Whilst frequent self-criticism can be debilitating, leading to depression, there are things that can reduce the rigidity and rumination. Compassion-based therapy, self-help courses and books, and daily self-compassion practices can all help to spark your creativity. After all, what’s life without creating?


GERMER, C., and NEFF, K., 2015. Cultivating Self-Compassion in Trauma Survivors. In: J. BRIERE, V. FOLLETTE, J. HOPPER, D. ROZELLE and D. ROME, eds. Transforming trauma: Integrating contemplative and Western psychological approaches.

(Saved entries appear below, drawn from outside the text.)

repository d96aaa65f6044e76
//! Settings domain types and validation.
//!
//! This module contains the persisted speech and generation settings.
//! These are pure domain types with no infrastructure dependencies.

use serde::{Deserialize, Serialize};

/// Normal speaking speed.
pub const DEFAULT_SPEECH_RATE: f32 = 1.0;

/// Model used for sentence generation when none is configured.
pub const DEFAULT_SENTENCE_MODEL: &str = "gemini-2.5-flash";

/// Slowest accepted speech rate.
pub const MIN_SPEECH_RATE: f32 = 0.1;

/// Fastest accepted speech rate.
pub const MAX_SPEECH_RATE: f32 = 10.0;

/// Rates offered as shortcuts. Any rate within range is accepted.
pub const SPEECH_RATE_PRESETS: [f32; 6] = [0.5, 0.75, 1.0, 1.25, 1.5, 2.0];

/// Application settings structure.
///
/// All fields are optional to support partial updates and graceful defaults.
#[derive(Debug, Clone, Default, Serialize, Deserialize, PartialEq)]
#[serde(default)]
pub struct Settings {
    /// Speech rate multiplier applied to every utterance.
    pub speech_rate: Option<f32>,

    /// Whether speech is muted (utterances still run at volume 0).
    pub muted: Option<bool>,

    /// Gemini model used for sentence generation.
    pub sentence_model: Option<String>,
}

impl Settings {
    /// Create settings with sensible defaults.
    #[must_use]
    pub fn with_defaults() -> Self {
        Self {
            speech_rate: Some(DEFAULT_SPEECH_RATE),
            muted: Some(false),
            sentence_model: Some(DEFAULT_SENTENCE_MODEL.to_string()),
        }
    }

    /// Get the effective speech rate (with default fallback).
    #[must_use]
    pub fn effective_speech_rate(&self) -> f32 {
        self.speech_rate.unwrap_or(DEFAULT_SPEECH_RATE)
    }

    /// Get the effective mute flag (with default fallback).
    #[must_use]
    pub fn effective_muted(&self) -> bool {
        self.muted.unwrap_or(false)
    }

    /// Get the effective sentence model (with default fallback).
    #[must_use]
    pub fn effective_sentence_model(&self) -> &str {
        self.sentence_model
            .as_deref()
            .unwrap_or(DEFAULT_SENTENCE_MODEL)
    }

    /// Merge another settings into this one, only updating fields that are Some.
    pub fn merge(&mut self, other: &SettingsUpdate) {
        if let Some(rate) = other.speech_rate {
            self.speech_rate = rate;
        }
        if let Some(muted) = other.muted {
            self.muted = muted;
        }
        if let Some(ref model) = other.sentence_model {
            self.sentence_model.clone_from(model);
        }
    }
}

/// Partial settings update.
///
/// Each field is `Option<Option<T>>`:
/// - `None` = don't change this field
/// - `Some(None)` = reset field to its default
/// - `Some(Some(value))` = set field to value
#[derive(Debug, Clone, Default, Serialize, Deserialize)]
pub struct SettingsUpdate {
    pub speech_rate: Option<Option<f32>>,
    pub muted: Option<Option<bool>>,
    pub sentence_model: Option<Option<String>>,
}

/// Settings validation error.
#[derive(Debug, Clone, thiserror::Error)]
pub enum SettingsError {
    #[error("Speech rate must be between 0.1 and 10, got {0}")]
    InvalidSpeechRate(f32),

    #[error("Sentence model cannot be empty")]
    EmptySentenceModel,
}

/// Check a single speech rate against the accepted range.
pub fn validate_speech_rate(rate: f32) -> Result<(), SettingsError> {
    if rate.is_finite() && (MIN_SPEECH_RATE..=MAX_SPEECH_RATE).contains(&rate) {
        Ok(())
    } else {
        Err(SettingsError::InvalidSpeechRate(rate))
    }
}

/// Validate settings values.
pub fn validate_settings(settings: &Settings) -> Result<(), SettingsError> {
    if let Some(rate) = settings.speech_rate {
        validate_speech_rate(rate)?;
    }

    if settings
        .sentence_model
        .as_ref()
        .is_some_and(|m| m.trim().is_empty())
    {
        return Err(SettingsError::EmptySentenceModel);
    }

    Ok(())
}
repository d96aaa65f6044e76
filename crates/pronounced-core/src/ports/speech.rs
//! Speech backend port.
//!
//! A speech backend is a process-wide synthesizer: at most one utterance is
//! audible at a time, and starting a new utterance silences the previous one.
//! Completion is reported through a one-shot callback so that backends built
//! on event APIs fit without an async runtime of their own.

/// One text-to-speech request.
#[derive(Debug, Clone, PartialEq)]
pub struct Utterance {
    pub text: String,
    /// Speed multiplier, 1.0 is normal.
    pub rate: f32,
    /// 0.0 (silent) to 1.0 (full).
    pub volume: f32,
}

impl Utterance {
    pub fn new(text: impl Into<String>, rate: f32, volume: f32) -> Self {
        Self {
            text: text.into(),
            rate,
            volume,
        }
    }
}

/// How an utterance ended.
#[derive(Debug, Clone, PartialEq, Eq)]
pub enum SpeechOutcome {
    /// Spoken to the end.
    Finished,
    /// Silenced by `cancel_all` or by a newer utterance.
    Interrupted,
    /// The synthesizer reported an error.
    Failed(String),
}

/// Called exactly once when an utterance ends.
///
/// A backend may also drop the callback without calling it (for example when
/// the utterance is discarded on cancel); callers treat that as completion.
pub type CompletionCallback = Box<dyn FnOnce(SpeechOutcome) + Send>;

/// Platform text-to-speech capability.
pub trait SpeechBackend: Send + Sync {
    /// Start speaking `utterance`, silencing anything already audible.
    ///
    /// Returns immediately; `on_done` fires when the utterance ends.
    fn speak(&self, utterance: Utterance, on_done: CompletionCallback);

    /// Silence any in-flight utterance immediately.
    fn cancel_all(&self);

    /// Short name for logs.
    fn name(&self) -> &'static str {
        "speech"
    }
}
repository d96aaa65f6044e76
use std::env;
use std::fs;
use std::path::Path;

include!("../build_common.rs");

fn main() {
    let crate_dir = env::var("CARGO_MANIFEST_DIR").unwrap();
    process_readme_for_rustdoc(&crate_dir);
}
//! Callback-to-future conversion and cooperative cancellation.

use std::future::Future;
use std::pin::Pin;
use std::sync::Arc;
use std::sync::atomic::{AtomicBool, Ordering};
use std::task::{Context, Poll};

use pronounced_core::{CompletionCallback, SpeechOutcome};
use tokio::sync::oneshot;

/// Create a completion callback and the future it resolves.
///
/// The future resolves exactly once: with the outcome passed to the callback,
/// or with [`SpeechOutcome::Interrupted`] if the callback is dropped unused.
#[must_use]
pub fn completion_pair() -> (CompletionCallback, Completion) {
    let (tx, rx) = oneshot::channel();
    let callback: CompletionCallback = Box::new(move |outcome| {
        let _ = tx.send(outcome);
    });
    (callback, Completion { rx })
}

/// Resolves when an utterance ends.
#[derive(Debug)]
pub struct Completion {
    rx: oneshot::Receiver<SpeechOutcome>,
}

impl Future for Completion {
    type Output = SpeechOutcome;

    fn poll(mut self: Pin<&mut Self>, cx: &mut Context<'_>) -> Poll<Self::Output> {
        Pin::new(&mut self.rx)
            .poll(cx)
            .map(|res| res.unwrap_or(SpeechOutcome::Interrupted))
    }
}

/// Shared cancellation flag for one playback run.
#[derive(Debug, Clone, Default)]
pub struct CancelFlag(Arc<AtomicBool>);

impl CancelFlag {
    #[must_use]
    pub fn new() -> Self {
        Self::default()
    }

    pub fn cancel(&self) {
        self.0.store(true, Ordering::SeqCst);
    }

    #[must_use]
    pub fn is_cancelled(&self) -> bool {
        self.0.load(Ordering::SeqCst)
    }
}

#[cfg(test)]
mod tests {
    use super::*;

    #[test]
    fn test_completion_pending_until_callback() {
        let (done, completion) = completion_pair();
        let mut completion = tokio_test::task::spawn(completion);
        tokio_test::assert_pending!(completion.poll());

        done(SpeechOutcome::Finished);
        assert!(completion.is_woken());
        tokio_test::assert_ready_eq!(completion.poll(), SpeechOutcome::Finished);
    }

    #[tokio::test]
    async fn test_callback_resolves_completion() {
        let (done, completion) = completion_pair();
        done(SpeechOutcome::Failed("boom".into()));
        assert_eq!(completion.await, SpeechOutcome::Failed("boom".into()));
    }

    #[tokio::test]
    async fn test_dropped_callback_counts_as_interrupted() {
        let (done, completion) = completion_pair();
        drop(done);
        assert_eq!(completion.await, SpeechOutcome::Interrupted);
    }

    #[tokio::test]
    async fn test_callback_from_another_task() {
        let (done, completion) = completion_pair();
        tokio::spawn(async move { done(SpeechOutcome::Finished) });
        assert_eq!(completion.await, SpeechOutcome::Finished);
    }

    #[test]
    fn test_cancel_flag_is_shared() {
        let flag = CancelFlag::new();
        let seen_by_loop = flag.clone();
        assert!(!seen_by_loop.is_cancelled());
        flag.cancel();
        flag.cancel();
        assert!(seen_by_loop.is_cancelled());
    }
}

New York: Guilford Press. pp. 43-58.

GILBERT, P. and PROCTER, S., 2006. Compassionate mind training for people with high shame and self-criticism: overview and pilot study of a group therapy approach. Clinical Psychology & Psychotherapy [online]. 13 (6), pp.353–379.

GILBERT, P., MCEWAN, K., GIBBONS, L., CHOTAI, S., DUARTE, J. and MATOS, M., 2012. Fears of compassion and happiness in relation to alexithymia, mindfulness, and self-criticism. Psychology and Psychotherapy: Theory, Research and Practice [online]. 85 (4), pp.374–390.